Ballistic swore and then dropped onto his belly, putting his hands behind his back, interested neither in getting shot nor hurting cops.

I hope they didn’t get Streetwise, at least.

* * *

“Think you’re pretty smart, don’t you,” the police officer said to Streetwise.

“Not really.”

“Well, we’re the ones who did the real work, but you’re good as a trained dog to flush ‘em out for us. Now if only we could teach you to retrieve. Then maybe I could take ya on a duck hunt or something.”

Streetwise frowned, and swallowed the insult. “I don’t have any more friends to give up to you. Are we done?”
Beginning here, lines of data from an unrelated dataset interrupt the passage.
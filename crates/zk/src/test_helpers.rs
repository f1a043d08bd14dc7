//! Shared fixtures for tests across the workspace.
//!
//! Groth16 setup is the slowest step in any test, so every test in a process
//! shares one seeded set of artifacts.

use std::sync::{Arc, OnceLock};

use game_core::{Board, Coordinate, ShipPlacement};

use crate::circuit::CircuitArtifacts;
use crate::engine::ProofEngine;

/// Seed of the shared development setup.
pub const TEST_SETUP_SEED: u64 = 0x0b57_1e5e;

static TEST_ARTIFACTS: OnceLock<Arc<CircuitArtifacts>> = OnceLock::new();

/// Seeded artifacts, generated on first call.
pub fn test_artifacts() -> Arc<CircuitArtifacts> {
    TEST_ARTIFACTS
        .get_or_init(|| {
            Arc::new(
                CircuitArtifacts::dev_setup(TEST_SETUP_SEED)
                    .expect("development setup should succeed"),
            )
        })
        .clone()
}

pub fn test_engine() -> ProofEngine {
    ProofEngine::groth16(test_artifacts())
}

/// Host fleet: ships stacked in the top-left corner.
pub fn host_board() -> Board {
    Board::new([
        ShipPlacement::horizontal(0, 0),
        ShipPlacement::horizontal(0, 1),
        ShipPlacement::horizontal(0, 2),
        ShipPlacement::horizontal(0, 3),
        ShipPlacement::horizontal(0, 4),
    ])
}

/// Guest fleet: mixed orientations.
pub fn guest_board() -> Board {
    Board::new([
        ShipPlacement::vertical(9, 0),
        ShipPlacement::horizontal(1, 8),
        ShipPlacement::vertical(5, 2),
        ShipPlacement::horizontal(0, 0),
        ShipPlacement::vertical(2, 3),
    ])
}

/// Every cell of `board`, in placement order.
pub fn ship_cells(board: &Board) -> Vec<Coordinate> {
    board.cells().map(|(_, cell)| cell).collect()
}

/// A cell `board` leaves empty.
pub fn empty_cell(board: &Board) -> Coordinate {
    (0..100u8)
        .map(|i| Coordinate::new(i % 10, i / 10))
        .find(|coord| !board.occupies(*coord))
        .expect("a fleet covers only 17 cells")
}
“Friends,” the officer scoffed. “If you’re their friend, I’d hate to see their enemies. I may not like the lot of y’all, but I hate traitors more. Guess it goes to show what kinda cloth transhumans are cut from, huh?”

“Yeah, sure,” Streetwise said. “We done?”

“Yeah, we’re done. You can walk. But next time I see you, I arrest your ass just like your friends. And won’t it be fun when you see ‘em in prison and they start to put together that you were with ‘em every time they got caught, but always got away.”

Streetwise said nothing as the police cruisers turned off the colorful, spinning cacophony of the rollers atop their roofs, and drove away. He peeked out from the corner, seeing a glimpse of Ballistic in the back of one of them, and felt that sick twist in his stomach. It didn’t get any better no matter how often he had done this. Ten times now? A dozen, maybe?

He looked out into the night, wondering if he should chance trying to find any criminal activity tonight to thwart, knowing the police had a general fix on his location, and decided to trudge home instead, sticking to the shadows.

No one ever thanks the Judas for his work, Streetwise thought miserably, any more than this city thanks the heroes who’ve been bruised, broken or killed protecting it.

He thought back to Ballistic’s words, and considered them. New York didn’t feel right, and New Judah was a place he’d just be part of the crowd. Besides, Janus was setting up shop near there, and that made things a bit too dicey. The D.C. area didn’t have any anti-vig laws targeting transhumans yet, but that was largely because of the dearth of activity there. Might be a good place to blend in and just work the hero thing lightly. Or maybe Detroit, he considered, where there was some action but not as much heat from the police. Or Milwaukee. But leaving the East for the Midwest? It didn’t sit well.

Plenty of time to consider his options, Streetwise realized bitterly.

It wasn’t as if he had any friends to distract him from his thoughts anymore.